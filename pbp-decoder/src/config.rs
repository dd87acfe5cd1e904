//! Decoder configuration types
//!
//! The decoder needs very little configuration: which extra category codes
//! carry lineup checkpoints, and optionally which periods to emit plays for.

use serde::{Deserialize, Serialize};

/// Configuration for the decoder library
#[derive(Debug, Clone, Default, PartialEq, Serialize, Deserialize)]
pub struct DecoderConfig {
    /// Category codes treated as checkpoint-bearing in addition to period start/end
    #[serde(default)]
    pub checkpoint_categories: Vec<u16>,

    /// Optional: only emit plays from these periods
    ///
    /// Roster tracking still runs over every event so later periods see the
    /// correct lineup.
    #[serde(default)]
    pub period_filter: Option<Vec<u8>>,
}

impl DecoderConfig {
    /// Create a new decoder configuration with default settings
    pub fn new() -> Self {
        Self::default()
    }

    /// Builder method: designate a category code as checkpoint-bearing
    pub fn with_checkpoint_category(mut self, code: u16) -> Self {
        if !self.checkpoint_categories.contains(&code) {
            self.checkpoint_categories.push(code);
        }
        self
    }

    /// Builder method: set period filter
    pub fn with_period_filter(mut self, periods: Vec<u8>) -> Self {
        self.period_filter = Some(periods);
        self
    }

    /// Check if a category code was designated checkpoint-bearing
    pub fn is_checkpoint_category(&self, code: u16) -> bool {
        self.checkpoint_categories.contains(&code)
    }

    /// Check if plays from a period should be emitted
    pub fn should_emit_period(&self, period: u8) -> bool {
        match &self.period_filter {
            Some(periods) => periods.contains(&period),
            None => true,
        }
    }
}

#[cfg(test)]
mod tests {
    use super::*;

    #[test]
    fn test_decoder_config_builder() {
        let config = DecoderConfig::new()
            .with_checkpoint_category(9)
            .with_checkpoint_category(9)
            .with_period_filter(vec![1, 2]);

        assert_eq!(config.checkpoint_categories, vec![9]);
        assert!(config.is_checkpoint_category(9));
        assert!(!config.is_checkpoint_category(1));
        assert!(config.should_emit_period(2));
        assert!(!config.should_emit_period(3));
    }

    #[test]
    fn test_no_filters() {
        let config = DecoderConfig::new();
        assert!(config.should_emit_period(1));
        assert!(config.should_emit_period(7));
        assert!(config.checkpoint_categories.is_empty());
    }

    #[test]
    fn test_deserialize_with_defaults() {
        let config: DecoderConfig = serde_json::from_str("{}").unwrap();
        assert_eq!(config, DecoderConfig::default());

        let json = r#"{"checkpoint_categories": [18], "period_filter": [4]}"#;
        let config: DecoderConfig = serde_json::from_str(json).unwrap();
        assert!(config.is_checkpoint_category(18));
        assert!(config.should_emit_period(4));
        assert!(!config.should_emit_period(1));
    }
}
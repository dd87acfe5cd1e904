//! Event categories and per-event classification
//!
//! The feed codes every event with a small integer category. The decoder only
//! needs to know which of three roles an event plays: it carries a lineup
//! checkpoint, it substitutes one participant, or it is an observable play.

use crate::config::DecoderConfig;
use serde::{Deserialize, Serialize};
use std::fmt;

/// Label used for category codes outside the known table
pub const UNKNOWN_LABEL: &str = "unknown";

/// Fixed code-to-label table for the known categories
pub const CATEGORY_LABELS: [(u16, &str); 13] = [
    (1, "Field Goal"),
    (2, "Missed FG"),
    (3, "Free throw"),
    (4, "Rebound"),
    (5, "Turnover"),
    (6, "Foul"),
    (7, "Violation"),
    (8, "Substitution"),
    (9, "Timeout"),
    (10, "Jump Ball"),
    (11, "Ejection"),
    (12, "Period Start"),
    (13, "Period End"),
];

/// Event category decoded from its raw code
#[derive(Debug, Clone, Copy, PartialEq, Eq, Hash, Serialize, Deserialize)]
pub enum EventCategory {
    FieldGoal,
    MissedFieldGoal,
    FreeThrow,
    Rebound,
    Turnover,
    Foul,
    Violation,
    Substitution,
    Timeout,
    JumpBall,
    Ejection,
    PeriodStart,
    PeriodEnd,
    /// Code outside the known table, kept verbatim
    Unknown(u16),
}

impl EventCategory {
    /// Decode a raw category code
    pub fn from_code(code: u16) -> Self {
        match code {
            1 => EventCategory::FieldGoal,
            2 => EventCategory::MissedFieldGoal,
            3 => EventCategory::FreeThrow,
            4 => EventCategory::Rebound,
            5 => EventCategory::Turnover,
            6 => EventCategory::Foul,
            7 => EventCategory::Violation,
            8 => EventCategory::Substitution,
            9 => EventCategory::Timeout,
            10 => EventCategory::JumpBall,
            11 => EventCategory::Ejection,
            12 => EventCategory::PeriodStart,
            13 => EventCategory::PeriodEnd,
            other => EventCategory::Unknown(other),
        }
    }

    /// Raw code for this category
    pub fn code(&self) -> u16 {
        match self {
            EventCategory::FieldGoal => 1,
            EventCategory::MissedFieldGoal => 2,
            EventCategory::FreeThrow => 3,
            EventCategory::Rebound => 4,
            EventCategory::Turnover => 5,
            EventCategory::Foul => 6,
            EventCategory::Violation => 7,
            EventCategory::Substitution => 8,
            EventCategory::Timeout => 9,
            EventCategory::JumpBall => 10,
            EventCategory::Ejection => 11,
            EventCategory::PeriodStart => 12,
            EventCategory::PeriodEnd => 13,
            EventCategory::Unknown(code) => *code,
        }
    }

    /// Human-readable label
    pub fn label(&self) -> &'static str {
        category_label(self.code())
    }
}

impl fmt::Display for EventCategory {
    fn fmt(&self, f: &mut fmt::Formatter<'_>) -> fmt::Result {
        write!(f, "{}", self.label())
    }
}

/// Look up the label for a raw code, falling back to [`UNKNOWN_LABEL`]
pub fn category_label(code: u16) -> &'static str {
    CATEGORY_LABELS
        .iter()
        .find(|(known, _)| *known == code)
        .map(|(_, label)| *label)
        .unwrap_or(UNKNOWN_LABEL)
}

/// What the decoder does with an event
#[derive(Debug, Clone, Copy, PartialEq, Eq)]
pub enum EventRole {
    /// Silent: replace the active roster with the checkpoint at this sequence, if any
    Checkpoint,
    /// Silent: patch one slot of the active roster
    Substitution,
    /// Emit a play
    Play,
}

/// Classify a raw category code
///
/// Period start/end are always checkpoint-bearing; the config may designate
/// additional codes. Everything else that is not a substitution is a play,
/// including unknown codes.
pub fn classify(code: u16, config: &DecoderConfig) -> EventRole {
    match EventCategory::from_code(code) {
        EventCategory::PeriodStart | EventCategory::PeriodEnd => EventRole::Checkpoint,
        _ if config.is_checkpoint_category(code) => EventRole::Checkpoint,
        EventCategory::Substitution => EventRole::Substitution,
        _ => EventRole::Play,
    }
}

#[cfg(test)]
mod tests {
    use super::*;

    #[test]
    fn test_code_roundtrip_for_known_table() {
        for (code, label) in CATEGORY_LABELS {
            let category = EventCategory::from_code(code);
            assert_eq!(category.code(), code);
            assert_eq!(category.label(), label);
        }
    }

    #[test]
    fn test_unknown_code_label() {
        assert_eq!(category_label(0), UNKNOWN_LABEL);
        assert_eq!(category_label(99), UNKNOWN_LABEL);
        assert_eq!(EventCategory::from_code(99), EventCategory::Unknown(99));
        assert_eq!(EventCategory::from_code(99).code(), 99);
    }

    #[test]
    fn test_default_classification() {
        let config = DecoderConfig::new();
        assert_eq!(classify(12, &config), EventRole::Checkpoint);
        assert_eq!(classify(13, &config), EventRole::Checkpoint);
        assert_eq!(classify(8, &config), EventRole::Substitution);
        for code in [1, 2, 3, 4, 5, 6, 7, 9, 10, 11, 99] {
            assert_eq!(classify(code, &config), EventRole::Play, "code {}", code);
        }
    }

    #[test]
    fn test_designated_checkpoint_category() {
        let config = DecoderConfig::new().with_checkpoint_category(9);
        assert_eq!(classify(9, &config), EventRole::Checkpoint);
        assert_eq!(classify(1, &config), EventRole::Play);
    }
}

----

— EXERCISE DESCRIPTION —
In the listing, how many lines hold "Violation"? Answer with a bare number.

— EXPECTED ANSWER —
4